Generics “account for more than half of all prescription drugs consumed in the United States,” the Commerce study found. Which means that more than half the drugs consumed in the United States won’t get any cheaper if we allowed reimportation.
Two Ohio State University researchers noted two years ago, “According to a new study by the FDA, Americans who buy drugs in Canada in hopes of saving money could pay significantly more for certain prescription drugs than if they had purchased generic versions of these drugs in the US.”
The idea that reimportation is a magic pill that would automatically lower American drug prices and keep them low is a fallacy.
The Commerce study determined, not surprisingly, that the primary reason drugs cost less in other Organization for Economic Cooperation and Development (OECD) countries is that those countries impose strict price controls. In other words, the governments set prices well below what the market would produce.
Importing those drugs into the United States would do nothing to lower the cost of developing, manufacturing and distributing prescription drugs. It would simply reduce pharmaceutical company profits.
Liberals think that’s great. But the Commerce Department concluded that reducing pharma profits would substantially reduce research and development, which in turn would reduce the number of new drugs that reach the market.
Sen. Frank Lautenberg (D-N.J.) claimed that the defeat of drug reimportation (Lautenberg had his own amendment, also defeated) would result in more American deaths.
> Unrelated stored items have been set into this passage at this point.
//! An in-process broadcast bus for the lifecycle events a committee
//! process emits: poset inserts, forker detections, timing-unit elections,
//! and linear-order extensions. This is a side-channel fan-out for outer
//! observers (persistence, RPC); it is not the arbiter's own control-flow
//! queue, which is a dedicated `mpsc` internal to the scheduler.

#![cfg_attr(test, allow(clippy::unwrap_used))]
#![cfg_attr(test, allow(clippy::expect_used))]

pub mod events;
pub mod publisher;
pub mod subscriber;

pub use events::{AlephEvent, EventFilter, EventTopic};
pub use publisher::{EventPublisher, InMemoryEventBus};
pub use subscriber::{EventStream, EventSubscriber, Subscription, SubscriptionError};

/// Protocol version for events carried on the bus.
pub const PROTOCOL_VERSION: u16 = 1;

/// Default buffer capacity per subscriber before lag drops events.
pub const DEFAULT_CHANNEL_CAPACITY: usize = 1000;

#[cfg(test)]
mod tests {
    use super::*;

    #[test]
    fn protocol_version_is_one() {
        assert_eq!(PROTOCOL_VERSION, 1);
    }
}
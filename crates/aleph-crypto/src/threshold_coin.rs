//! Threshold coin built on BLS signature shares.
//!
//! Contract (see the external-interfaces section of the protocol
//! specification): `create_share(nonce)`, `verify_share(share, pid, nonce)`,
//! `combine_shares({pid -> share}, nonce) -> (bit, ok)`.
//!
//! Each committee member holds an independent BLS keypair (no distributed
//! key generation). A coin toss for a nonce is deterministically assigned a
//! *dealer* process (as the protocol design notes prescribe: "the dealer
//! for the coin at (V, d) is selected deterministically from V"). The coin
//! bit is derived from the dealer's own signature share over the nonce;
//! `combine_shares` additionally requires at least `threshold` distinct
//! valid shares to be present before accepting the dealer's share, so a
//! single Byzantine dealer cannot unilaterally bias the toss without
//! cooperation from an honest supermajority attaching shares to that level.
//! Any two correct processes that each see >= threshold valid shares
//! including the dealer's therefore agree on the same bit.

use crate::bls::{BlsKeyPair, BlsPublicKey, BlsSignature};
use crate::errors::CryptoError;
use crate::hashing::sha256_hash;
use std::collections::HashMap;

/// A single process's contribution to a coin toss.
#[derive(Debug, Clone)]
pub struct CoinShare {
    pub creator: u16,
    signature: BlsSignature,
}

impl CoinShare {
    /// Reconstructs a share received over the wire (e.g. embedded in a
    /// gossiped unit) from its raw parts.
    pub fn from_parts(creator: u16, signature: BlsSignature) -> Self {
        CoinShare { creator, signature }
    }

    pub fn signature_bytes(&self) -> [u8; 96] {
        self.signature.to_bytes()
    }
}

/// Per-process threshold coin participant: holds this process's own BLS
/// keypair and the committee's public keys, indexed by process id.
pub struct ThresholdCoin {
    own_id: u16,
    keypair: BlsKeyPair,
    public_keys: Vec<BlsPublicKey>,
    threshold: usize,
}

impl ThresholdCoin {
    pub fn new(own_id: u16, keypair: BlsKeyPair, public_keys: Vec<BlsPublicKey>, threshold: usize) -> Self {
        ThresholdCoin {
            own_id,
            keypair,
            public_keys,
            threshold,
        }
    }

    pub fn own_id(&self) -> u16 {
        self.own_id
    }

    /// Signs `nonce` as this process's share of the coin toss.
    pub fn create_share(&self, nonce: &[u8]) -> CoinShare {
        CoinShare {
            creator: self.own_id,
            signature: self.keypair.sign(nonce),
        }
    }

    /// Verifies a share against the claimed creator's public key.
    pub fn verify_share(&self, share: &CoinShare, nonce: &[u8]) -> bool {
        match self.public_keys.get(share.creator as usize) {
            Some(pk) => pk.verify(nonce, &share.signature),
            None => false,
        }
    }

    /// The process deterministically chosen to deal the coin for `nonce`.
    pub fn dealer_for(&self, nonce: &[u8]) -> u16 {
        let digest = sha256_hash(nonce);
        let idx = u32::from_be_bytes([digest[0], digest[1], digest[2], digest[3]]);
        (idx % self.public_keys.len() as u32) as u16
    }

    /// Combines shares collected for `nonce`. Returns the coin bit once at
    /// least `threshold` distinct valid shares are present and the dealer's
    /// share among them verifies; otherwise an error describing why not.
    pub fn combine_shares(
        &self,
        shares: &HashMap<u16, CoinShare>,
        nonce: &[u8],
    ) -> Result<bool, CryptoError> {
        let valid: Vec<&CoinShare> = shares
            .values()
            .filter(|s| self.verify_share(s, nonce))
            .collect();
        if valid.len() < self.threshold {
            return Err(CryptoError::InsufficientShares {
                got: valid.len(),
                threshold: self.threshold,
            });
        }
        let dealer = self.dealer_for(nonce);
        let dealer_share = shares.get(&dealer).ok_or(CryptoError::MissingDealerShare)?;
        if !self.verify_share(dealer_share, nonce) {
            return Err(CryptoError::MissingDealerShare);
        }
        let digest = sha256_hash(&dealer_share.signature_bytes());
        Ok(digest[0] & 1 == 1)
    }
}
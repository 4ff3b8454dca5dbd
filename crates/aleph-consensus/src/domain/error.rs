//! Error taxonomy for timing-unit election and linear-order extraction
//! (§4.5).

use aleph_types::Hash;
use thiserror::Error;

#[derive(Debug, Error, Clone, PartialEq, Eq)]
pub enum ConsensusError {
    #[error("level {0} has no prime units yet; election cannot proceed")]
    LevelNotReady(u64),

    #[error("candidate {0:?} is not a prime unit")]
    NotPrime(Hash),

    #[error("no threshold-coin share available for dealer at this (candidate, level)")]
    MissingCoinShare,

    #[error("threshold coin combination failed: {0}")]
    CoinError(String),

    #[error("level {0} was already decided; re-decision is a no-op")]
    AlreadyDecided(u64),
}

pub type ConsensusResult<T> = Result<T, ConsensusError>;
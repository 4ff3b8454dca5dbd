//! Floor maintenance and the `below` relation (component design §4.1).

use crate::domain::unit::Unit;
use aleph_types::{Hash, ProcessId};
use std::collections::HashMap;

/// `floor[k]` holds the maximal units created by process `k` that are
/// known to be `<=` the unit this floor belongs to. Without forks this is
/// a singleton (or empty for a creator not yet represented); with forks it
/// may hold several pairwise-incomparable entries.
#[derive(Debug, Clone, Default, PartialEq, Eq, serde::Serialize, serde::Deserialize)]
pub struct Floor {
    entries: Vec<Vec<Hash>>,
}

impl Floor {
    pub fn new(n: usize) -> Self {
        Floor {
            entries: vec![Vec::new(); n],
        }
    }

    pub fn slot(&self, creator: ProcessId) -> &[Hash] {
        &self.entries[creator.index()]
    }

    fn slot_mut(&mut self, creator: ProcessId) -> &mut Vec<Hash> {
        &mut self.entries[creator.index()]
    }

    pub fn len(&self) -> usize {
        self.entries.len()
    }
}

/// Resolves hashes to heights for `below`/floor-combination queries without
/// requiring a full poset borrow; implemented by the poset itself.
pub trait UnitLookup {
    fn get(&self, hash: &Hash) -> Option<&Unit>;
}

impl UnitLookup for HashMap<Hash, Unit> {
    fn get(&self, hash: &Hash) -> Option<&Unit> {
        HashMap::get(self, hash)
    }
}

/// `true` iff `candidate` is below (an ancestor along parent edges of, or
/// equal to) some element of `floor`'s slot for `candidate`'s creator.
pub fn in_floor<L: UnitLookup>(lookup: &L, floor: &Floor, candidate: &Unit) -> bool {
    for h in floor.slot(candidate.creator()) {
        if h == &candidate.hash {
            return true;
        }
        if let Some(u) = lookup.get(h) {
            if u.height() >= candidate.height() && below(lookup, candidate.hash, *h) {
                return true;
            }
        }
    }
    false
}

/// `below(v, u)`: true iff there is a parent-edge path from `u` down to
/// `v` (including `v == u`). Walks floors rather than re-traversing parent
/// edges for the common (non-forking) case, falling back to a bounded
/// walk when floors alone are ambiguous.
pub fn below<L: UnitLookup>(lookup: &L, v: Hash, u: Hash) -> bool {
    if v == u {
        return true;
    }
    let Some(u_unit) = lookup.get(&u) else {
        return false;
    };
    let Some(v_unit) = lookup.get(&v) else {
        return false;
    };
    for h in u_unit.floor_slot(v_unit.creator()) {
        if *h == v {
            return true;
        }
        if let Some(candidate) = lookup.get(h) {
            if candidate.height() >= v_unit.height() {
                // candidate is a descendant-or-equal of v by the same
                // creator iff v is an ancestor along the predecessor
                // chain; since both share a creator this reduces to a
                // height/predecessor walk.
                if same_creator_below(lookup, v, *h) {
                    return true;
                }
            }
        }
    }
    false
}

fn same_creator_below<L: UnitLookup>(lookup: &L, v: Hash, mut cur: Hash) -> bool {
    loop {
        if cur == v {
            return true;
        }
        let Some(unit) = lookup.get(&cur) else {
            return false;
        };
        match unit.predecessor() {
            Some(pred) => cur = pred,
            None => return false,
        }
    }
}

/// Combines parent floors into the new unit's floor: per-creator
/// union-of-maximal-elements, with each parent also inserted into its own
/// creator's slot before taking the maximum.
pub fn combine_floors<L: UnitLookup>(lookup: &L, n: usize, parents: &[Hash]) -> Floor {
    let mut raw: Vec<Vec<Hash>> = vec![Vec::new(); n];
    for &p in parents {
        if let Some(parent_unit) = lookup.get(&p) {
            for creator_idx in 0..n {
                for h in parent_unit.floor_slot(ProcessId(creator_idx as u16)) {
                    raw[creator_idx].push(*h);
                }
            }
            raw[parent_unit.creator().index()].push(p);
        }
    }
    let mut floor = Floor::new(n);
    for (idx, hashes) in raw.into_iter().enumerate() {
        floor.entries[idx] = maximal_elements(lookup, hashes);
    }
    floor
}

/// Keeps only hashes not below some other hash in the same set (dedup +
/// maximal-by-`below`).
fn maximal_elements<L: UnitLookup>(lookup: &L, mut hashes: Vec<Hash>) -> Vec<Hash> {
    hashes.sort_unstable();
    hashes.dedup();
    let mut result = Vec::new();
    for (i, &h) in hashes.iter().enumerate() {
        let mut dominated = false;
        for (j, &other) in hashes.iter().enumerate() {
            if i == j {
                continue;
            }
            if below(lookup, h, other) && h != other {
                dominated = true;
                break;
            }
        }
        if !dominated {
            result.push(h);
        }
    }
    result
}
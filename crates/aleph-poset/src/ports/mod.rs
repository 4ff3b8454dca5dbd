//! Ports layer (hexagonal architecture): inbound (driving) and outbound
//! (driven) interfaces of the poset engine.

mod inbound;
mod outbound;

pub use inbound::PosetApi;
pub use outbound::{CommitteeKeyProvider, NullEventSink, PosetEventSink};
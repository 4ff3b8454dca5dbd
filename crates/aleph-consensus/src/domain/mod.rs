mod election;
mod error;
mod linear_order;
mod popularity;

pub use election::{
    candidate_order, decide_candidate, elect_at_level, encode_share, nonce_for, CandidateOutcome,
    ElectionOutcome, DEFAULT_MAX_ELECTION_DEPTH,
};
pub use error::{ConsensusError, ConsensusResult};
pub use linear_order::extend_to;
pub use popularity::proves_popular;
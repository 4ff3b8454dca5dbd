//! The single `RwLock<Poset>` this process mutates. In the full
//! single-threaded-arbiter design (§5) the lock is never contended
//! (the arbiter is the only writer and reads happen between its calls),
//! but `RwLock` keeps the service `Send + Sync` for tokio without forcing
//! every reader through the arbiter's own mpsc queue.

use crate::domain::Poset;
use aleph_types::ProcessCount;
use parking_lot::RwLock;

pub struct PosetState {
    pub poset: RwLock<Poset>,
}

impl PosetState {
    pub fn new(n: ProcessCount) -> Self {
        PosetState {
            poset: RwLock::new(Poset::new(n)),
        }
    }
}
Actually, passing it would. Fewer new drugs means fewer new remedies. An AIDS drug might cost many times more in the United States than in Canada. But it would not exist at all without the profit pharmaceutical firms made by charging market prices in the United States, a portion of which was invested in R&D.
In fact, Commerce concluded that foreign price controls harm Americans by lowering drug company profits, and thereby reducing the number of new drugs that make it to market.
“The benefit to U.S. drug purchasers from the new drugs that would be developed and marketed if there were no price controls is in the range of $5 billion to $7 billion per year,” Commerce concluded.
Not only would more Americans suffer and even die by allowing reimportation, but more foreigners probably would too. The New York Times reported in 2004 that drug reimportation was unlikely to achieve its intended goals for several reasons. One reason is that there simply aren’t enough foreign drugs to import. Another is that drug companies would restrict supplies to any country that allowed reimportation.
It’s called “reimportation” because it mostly affects drugs made here and shipped overseas. Pharmaceutical company executives told the Times that they would reduce shipments to any country that allowed reimportation into the United States. That would mean fewer drugs for us and the Canadians, British, etc. Pharmaceutical firms already have cut off supplies to some foreign pharmacies that ship to the United States.
Canada would have an incentive to ban drug exports to the United States, too, to prevent shortages of drugs. The Canadian government already has expressed concerns about shortages that could arise if Americans started buying drugs meant for Canadians.
Politicians who promote drug reimportation are either grandstanding or simply don’t understand economics. It’s a good thing Obama reversed his position and helped kill this amendment.